WHAT IS EXPECTED: Please return the whole listing word for word.

GIVEN DATA:
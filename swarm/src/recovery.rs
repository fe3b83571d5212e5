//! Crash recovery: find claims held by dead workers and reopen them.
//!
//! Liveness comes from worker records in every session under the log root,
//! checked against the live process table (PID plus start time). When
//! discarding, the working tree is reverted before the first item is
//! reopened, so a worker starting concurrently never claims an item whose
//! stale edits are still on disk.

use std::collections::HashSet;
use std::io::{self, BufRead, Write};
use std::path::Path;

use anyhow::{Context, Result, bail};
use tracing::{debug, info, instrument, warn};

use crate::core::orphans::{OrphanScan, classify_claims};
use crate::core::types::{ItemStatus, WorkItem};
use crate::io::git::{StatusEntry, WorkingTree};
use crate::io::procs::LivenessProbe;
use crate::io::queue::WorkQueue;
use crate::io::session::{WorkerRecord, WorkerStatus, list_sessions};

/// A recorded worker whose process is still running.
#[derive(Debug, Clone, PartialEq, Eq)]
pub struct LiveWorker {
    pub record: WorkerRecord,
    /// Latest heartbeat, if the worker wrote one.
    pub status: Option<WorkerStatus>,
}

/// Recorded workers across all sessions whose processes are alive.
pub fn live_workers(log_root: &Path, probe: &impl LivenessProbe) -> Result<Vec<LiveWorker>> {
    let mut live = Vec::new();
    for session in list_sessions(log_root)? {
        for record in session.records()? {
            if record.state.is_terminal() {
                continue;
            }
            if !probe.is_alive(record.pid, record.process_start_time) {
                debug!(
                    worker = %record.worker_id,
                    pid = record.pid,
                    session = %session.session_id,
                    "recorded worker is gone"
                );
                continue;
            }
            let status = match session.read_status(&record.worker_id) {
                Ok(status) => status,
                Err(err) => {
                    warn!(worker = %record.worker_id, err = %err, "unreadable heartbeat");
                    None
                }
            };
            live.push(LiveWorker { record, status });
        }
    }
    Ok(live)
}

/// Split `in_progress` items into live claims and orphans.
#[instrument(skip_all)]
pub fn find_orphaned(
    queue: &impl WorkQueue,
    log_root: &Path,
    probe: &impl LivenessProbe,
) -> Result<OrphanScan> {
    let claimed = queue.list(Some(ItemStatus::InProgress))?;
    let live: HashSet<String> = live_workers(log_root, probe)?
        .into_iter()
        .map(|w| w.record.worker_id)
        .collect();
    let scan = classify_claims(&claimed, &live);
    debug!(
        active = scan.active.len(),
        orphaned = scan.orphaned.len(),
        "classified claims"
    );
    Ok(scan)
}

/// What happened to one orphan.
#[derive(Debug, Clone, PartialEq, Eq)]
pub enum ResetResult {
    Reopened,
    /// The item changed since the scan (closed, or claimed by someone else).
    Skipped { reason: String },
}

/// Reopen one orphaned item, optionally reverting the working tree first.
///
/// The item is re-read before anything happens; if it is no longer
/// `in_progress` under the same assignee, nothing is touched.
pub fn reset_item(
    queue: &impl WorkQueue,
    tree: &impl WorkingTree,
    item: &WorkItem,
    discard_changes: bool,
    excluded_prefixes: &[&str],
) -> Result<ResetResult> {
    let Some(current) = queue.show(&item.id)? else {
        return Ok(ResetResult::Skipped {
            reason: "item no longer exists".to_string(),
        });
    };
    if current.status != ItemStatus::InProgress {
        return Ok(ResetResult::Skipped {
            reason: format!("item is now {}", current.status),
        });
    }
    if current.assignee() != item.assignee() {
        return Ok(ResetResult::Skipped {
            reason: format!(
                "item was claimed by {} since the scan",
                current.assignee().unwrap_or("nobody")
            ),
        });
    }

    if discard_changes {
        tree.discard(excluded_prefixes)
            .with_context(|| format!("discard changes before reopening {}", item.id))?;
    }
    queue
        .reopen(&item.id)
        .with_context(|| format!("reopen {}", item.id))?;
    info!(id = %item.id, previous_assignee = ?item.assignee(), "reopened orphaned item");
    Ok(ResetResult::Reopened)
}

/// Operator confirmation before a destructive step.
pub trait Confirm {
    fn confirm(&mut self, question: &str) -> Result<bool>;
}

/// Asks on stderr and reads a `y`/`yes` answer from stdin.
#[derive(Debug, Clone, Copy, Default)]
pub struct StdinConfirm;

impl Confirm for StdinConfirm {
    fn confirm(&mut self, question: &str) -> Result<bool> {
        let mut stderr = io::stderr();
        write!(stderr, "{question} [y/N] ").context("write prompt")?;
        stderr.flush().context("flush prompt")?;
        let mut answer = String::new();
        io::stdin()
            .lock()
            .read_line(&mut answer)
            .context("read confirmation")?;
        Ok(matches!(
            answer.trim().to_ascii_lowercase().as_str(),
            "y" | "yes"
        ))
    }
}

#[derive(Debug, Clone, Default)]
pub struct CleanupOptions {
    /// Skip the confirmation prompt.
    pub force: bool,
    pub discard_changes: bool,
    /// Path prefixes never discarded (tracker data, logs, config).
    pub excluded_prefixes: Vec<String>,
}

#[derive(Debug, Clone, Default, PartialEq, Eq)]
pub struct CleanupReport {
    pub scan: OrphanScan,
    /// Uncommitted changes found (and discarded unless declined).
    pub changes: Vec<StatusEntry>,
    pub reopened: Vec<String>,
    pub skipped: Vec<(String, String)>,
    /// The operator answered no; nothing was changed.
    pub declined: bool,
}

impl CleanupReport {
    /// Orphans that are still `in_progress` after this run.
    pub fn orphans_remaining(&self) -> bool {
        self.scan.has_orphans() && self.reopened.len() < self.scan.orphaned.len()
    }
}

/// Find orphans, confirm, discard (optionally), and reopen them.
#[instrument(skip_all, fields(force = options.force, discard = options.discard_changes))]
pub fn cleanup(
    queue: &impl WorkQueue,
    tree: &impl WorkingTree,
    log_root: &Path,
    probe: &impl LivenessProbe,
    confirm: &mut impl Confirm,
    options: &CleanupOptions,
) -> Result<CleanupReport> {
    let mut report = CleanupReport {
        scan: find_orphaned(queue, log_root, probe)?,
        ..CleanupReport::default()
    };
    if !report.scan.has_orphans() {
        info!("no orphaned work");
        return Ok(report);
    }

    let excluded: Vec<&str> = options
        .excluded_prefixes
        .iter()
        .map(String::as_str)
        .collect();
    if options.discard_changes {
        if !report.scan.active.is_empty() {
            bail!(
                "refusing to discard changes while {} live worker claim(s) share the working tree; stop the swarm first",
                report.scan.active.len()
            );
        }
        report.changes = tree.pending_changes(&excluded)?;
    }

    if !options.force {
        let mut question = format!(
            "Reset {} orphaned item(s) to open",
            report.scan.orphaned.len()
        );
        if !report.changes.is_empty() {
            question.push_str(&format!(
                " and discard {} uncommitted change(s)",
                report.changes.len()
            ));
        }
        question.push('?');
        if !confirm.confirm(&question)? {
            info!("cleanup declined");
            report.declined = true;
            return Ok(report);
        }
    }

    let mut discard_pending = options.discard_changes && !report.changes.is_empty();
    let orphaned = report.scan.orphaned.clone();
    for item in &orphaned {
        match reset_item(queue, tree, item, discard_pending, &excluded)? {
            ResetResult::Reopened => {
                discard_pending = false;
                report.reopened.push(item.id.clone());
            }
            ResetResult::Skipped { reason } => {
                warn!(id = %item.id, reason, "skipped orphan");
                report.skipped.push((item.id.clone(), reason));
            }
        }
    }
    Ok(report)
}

RESULT BELOW:
filename swarm/src/recovery.rs
repository fe3b83571d5212e5
//! Crash recovery: find claims held by dead workers and reopen them.
//!
//! Liveness comes from worker records in every session under the log root,
//! checked against the live process table (PID plus start time). When
//! discarding, the working tree is reverted before the first item is
//! reopened, so a worker starting concurrently never claims an item whose
//! stale edits are still on disk.

use std::collections::HashSet;
use std::io::{self, BufRead, Write};
use std::path::Path;

use anyhow::{Context, Result, bail};
use tracing::{debug, info, instrument, warn};

use crate::core::orphans::{OrphanScan, classify_claims};
use crate::core::types::{ItemStatus, WorkItem};
use crate::io::git::{StatusEntry, WorkingTree};
use crate::io::procs::LivenessProbe;
use crate::io::queue::WorkQueue;
use crate::io::session::{WorkerRecord, WorkerStatus, list_sessions};

/// A recorded worker whose process is still running.
#[derive(Debug, Clone, PartialEq, Eq)]
pub struct LiveWorker {
    pub record: WorkerRecord,
    /// Latest heartbeat, if the worker wrote one.
    pub status: Option<WorkerStatus>,
}

/// Recorded workers across all sessions whose processes are alive.
pub fn live_workers(log_root: &Path, probe: &impl LivenessProbe) -> Result<Vec<LiveWorker>> {
    let mut live = Vec::new();
    for session in list_sessions(log_root)? {
        for record in session.records()? {
            if record.state.is_terminal() {
                continue;
            }
            if !probe.is_alive(record.pid, record.process_start_time) {
                debug!(
                    worker = %record.worker_id,
                    pid = record.pid,
                    session = %session.session_id,
                    "recorded worker is gone"
                );
                continue;
            }
            let status = match session.read_status(&record.worker_id) {
                Ok(status) => status,
                Err(err) => {
                    warn!(worker = %record.worker_id, err = %err, "unreadable heartbeat");
                    None
                }
            };
            live.push(LiveWorker { record, status });
        }
    }
    Ok(live)
}

/// Split `in_progress` items into live claims and orphans.
#[instrument(skip_all)]
pub fn find_orphaned(
    queue: &impl WorkQueue,
    log_root: &Path,
    probe: &impl LivenessProbe,
) -> Result<OrphanScan> {
    let claimed = queue.list(Some(ItemStatus::InProgress))?;
    let live: HashSet<String> = live_workers(log_root, probe)?
        .into_iter()
        .map(|w| w.record.worker_id)
        .collect();
    let scan = classify_claims(&claimed, &live);
    debug!(
        active = scan.active.len(),
        orphaned = scan.orphaned.len(),
        "classified claims"
    );
    Ok(scan)
}

/// What happened to one orphan.
#[derive(Debug, Clone, PartialEq, Eq)]
pub enum ResetResult {
    Reopened,
    /// The item changed since the scan (closed, or claimed by someone else).
    Skipped { reason: String },
}

/// Reopen one orphaned item, optionally reverting the working tree first.
///
/// The item is re-read before anything happens; if it is no longer
/// `in_progress` under the same assignee, nothing is touched.
pub fn reset_item(
    queue: &impl WorkQueue,
    tree: &impl WorkingTree,
    item: &WorkItem,
    discard_changes: bool,
    excluded_prefixes: &[&str],
) -> Result<ResetResult> {
    let Some(current) = queue.show(&item.id)? else {
        return Ok(ResetResult::Skipped {
            reason: "item no longer exists".to_string(),
        });
    };
    if current.status != ItemStatus::InProgress {
        return Ok(ResetResult::Skipped {
            reason: format!("item is now {}", current.status),
        });
    }
    if current.assignee() != item.assignee() {
        return Ok(ResetResult::Skipped {
            reason: format!(
                "item was claimed by {} since the scan",
                current.assignee().unwrap_or("nobody")
            ),
        });
    }

    if discard_changes {
        tree.discard(excluded_prefixes)
            .with_context(|| format!("discard changes before reopening {}", item.id))?;
    }
    queue
        .reopen(&item.id)
        .with_context(|| format!("reopen {}", item.id))?;
    info!(id = %item.id, previous_assignee = ?item.assignee(), "reopened orphaned item");
    Ok(ResetResult::Reopened)
}

/// Operator confirmation before a destructive step.
pub trait Confirm {
    fn confirm(&mut self, question: &str) -> Result<bool>;
}

/// Asks on stderr and reads a `y`/`yes` answer from stdin.
#[derive(Debug, Clone, Copy, Default)]
pub struct StdinConfirm;

impl Confirm for StdinConfirm {
    fn confirm(&mut self, question: &str) -> Result<bool> {
        let mut stderr = io::stderr();
        write!(stderr, "{question} [y/N] ").context("write prompt")?;
        stderr.flush().context("flush prompt")?;
        let mut answer = String::new();
        io::stdin()
            .lock()
            .read_line(&mut answer)
            .context("read confirmation")?;
        Ok(matches!(
            answer.trim().to_ascii_lowercase().as_str(),
            "y" | "yes"
        ))
    }
}

#[derive(Debug, Clone, Default)]
pub struct CleanupOptions {
    /// Skip the confirmation prompt.
    pub force: bool,
    pub discard_changes: bool,
    /// Path prefixes never discarded (tracker data, logs, config).
    pub excluded_prefixes: Vec<String>,
}

#[derive(Debug, Clone, Default, PartialEq, Eq)]
pub struct CleanupReport {
    pub scan: OrphanScan,
    /// Uncommitted changes found (and discarded unless declined).
    pub changes: Vec<StatusEntry>,
    pub reopened: Vec<String>,
    pub skipped: Vec<(String, String)>,
    /// The operator answered no; nothing was changed.
    pub declined: bool,
}

impl CleanupReport {
    /// Orphans that are still `in_progress` after this run.
    pub fn orphans_remaining(&self) -> bool {
        self.scan.has_orphans() && self.reopened.len() < self.scan.orphaned.len()
    }
}

/// Find orphans, confirm, discard (optionally), and reopen them.
#[instrument(skip_all, fields(force = options.force, discard = options.discard_changes))]
pub fn cleanup(
    queue: &impl WorkQueue,
    tree: &impl WorkingTree,
    log_root: &Path,
    probe: &impl LivenessProbe,
    confirm: &mut impl Confirm,
    options: &CleanupOptions,
) -> Result<CleanupReport> {
    let mut report = CleanupReport {
        scan: find_orphaned(queue, log_root, probe)?,
        ..CleanupReport::default()
    };
    if !report.scan.has_orphans() {
        info!("no orphaned work");
        return Ok(report);
    }

    let excluded: Vec<&str> = options
        .excluded_prefixes
        .iter()
        .map(String::as_str)
        .collect();
    if options.discard_changes {
        if !report.scan.active.is_empty() {
            bail!(
                "refusing to discard changes while {} live worker claim(s) share the working tree; stop the swarm first",
                report.scan.active.len()
            );
        }
        report.changes = tree.pending_changes(&excluded)?;
    }

    if !options.force {
        let mut question = format!(
            "Reset {} orphaned item(s) to open",
            report.scan.orphaned.len()
        );
        if !report.changes.is_empty() {
            question.push_str(&format!(
                " and discard {} uncommitted change(s)",
                report.changes.len()
            ));
        }
        question.push('?');
        if !confirm.confirm(&question)? {
            info!("cleanup declined");
            report.declined = true;
            return Ok(report);
        }
    }

    let mut discard_pending = options.discard_changes && !report.changes.is_empty();
    let orphaned = report.scan.orphaned.clone();
    for item in &orphaned {
        match reset_item(queue, tree, item, discard_pending, &excluded)? {
            ResetResult::Reopened => {
                discard_pending = false;
                report.reopened.push(item.id.clone());
            }
            ResetResult::Skipped { reason } => {
                warn!(id = %item.id, reason, "skipped orphan");
                report.skipped.push((item.id.clone(), reason));
            }
        }
    }
    Ok(report)
}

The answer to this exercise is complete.